* **What you should do**:
Produce word for word the lines of the data below running from the one that has "strsim::levenshtein(a, b)" to the one that has "pub async fn", inclusive, and no others.

[Records from a dataset]
────────────────────
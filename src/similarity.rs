// src/similarity.rs
//
// Case-insensitive Levenshtein similarity, normalized to a 0-100 score.

/// Edit distance with unit insert, delete and substitute costs, counted in
/// Unicode scalar values.
pub fn levenshtein(a: &str, b: &str) -> usize {
    strsim::levenshtein(a, b)
}

/// Similarity score in [0, 100]: `100 * (1 - distance / longest length)`.
///
/// Comparison ignores case. Two empty strings score 100.
pub fn similarity(a: &str, b: &str) -> f64 {
    let a = a.to_lowercase();
    let b = b.to_lowercase();

    let max_len = a.chars().count().max(b.chars().count());
    if max_len == 0 {
        return 100.0;
    }

    let distance = levenshtein(&a, &b);
    100.0 * (1.0 - distance as f64 / max_len as f64)
}
// src/inventory/mod.rs
//
// Paged inventory aggregation. Pulls pages from an InventoryClient and merges
// them into one InventorySnapshot.

use crate::errors::InventoryError;
use crate::models::InventorySnapshot;
use crate::traits::SharedInventoryClient;
use log::info;

/// Steam serves at most this many assets per inventory page.
pub const DEFAULT_PAGE_SIZE: u32 = 5000;

pub struct InventoryAggregator {
    client: SharedInventoryClient,
}

impl InventoryAggregator {
    pub fn new(client: SharedInventoryClient) -> Self {
        Self { client }
    }

    /// Loads the inventory of `account_id`.
    ///
    /// With `load_all` unset only the first page is read. Otherwise pages are
    /// followed until the remote reports no more items. Any failed page fails
    /// the whole load: a partial view would mis-count the copies of items that
    /// straddle a page boundary.
    pub async fn load_inventory(
        &self,
        account_id: &str,
        page_size: u32,
        load_all: bool,
    ) -> Result<InventorySnapshot, InventoryError> {
        let mut snapshot = InventorySnapshot::default();
        let mut cursor: Option<String> = None;
        let mut page = 0;

        loop {
            page += 1;
            if let Some(c) = &cursor {
                info!("Loading more inventory items (page {}, start_assetid {})", page, c);
            }

            let batch = self
                .client
                .fetch_page(account_id, page_size, cursor.as_deref())
                .await
                .map_err(|source| InventoryError::Fetch { page, source })?;

            snapshot.extend(batch.assets, batch.descriptions);

            if !batch.more || !load_all {
                break;
            }

            match batch.cursor {
                Some(next) => cursor = Some(next),
                None => return Err(InventoryError::MissingCursor { page }),
            }
        }

        info!(
            "Loaded inventory: {} descriptions, {} assets over {} page(s)",
            snapshot.descriptions.len(),
            snapshot.assets.len(),
            page
        );

        Ok(snapshot)
    }
}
────────────────────
* **Result of the task**:
    strsim::levenshtein(a, b)
}

/// Similarity score in [0, 100]: `100 * (1 - distance / longest length)`.
///
/// Comparison ignores case. Two empty strings score 100.
pub fn similarity(a: &str, b: &str) -> f64 {
    let a = a.to_lowercase();
    let b = b.to_lowercase();

    let max_len = a.chars().count().max(b.chars().count());
    if max_len == 0 {
        return 100.0;
    }

    let distance = levenshtein(&a, &b);
    100.0 * (1.0 - distance as f64 / max_len as f64)
}
// src/inventory/mod.rs
//
// Paged inventory aggregation. Pulls pages from an InventoryClient and merges
// them into one InventorySnapshot.

use crate::errors::InventoryError;
use crate::models::InventorySnapshot;
use crate::traits::SharedInventoryClient;
use log::info;

/// Steam serves at most this many assets per inventory page.
pub const DEFAULT_PAGE_SIZE: u32 = 5000;

pub struct InventoryAggregator {
    client: SharedInventoryClient,
}

impl InventoryAggregator {
    pub fn new(client: SharedInventoryClient) -> Self {
        Self { client }
    }

    /// Loads the inventory of `account_id`.
    ///
    /// With `load_all` unset only the first page is read. Otherwise pages are
    /// followed until the remote reports no more items. Any failed page fails
    /// the whole load: a partial view would mis-count the copies of items that
    /// straddle a page boundary.
    pub async fn load_inventory(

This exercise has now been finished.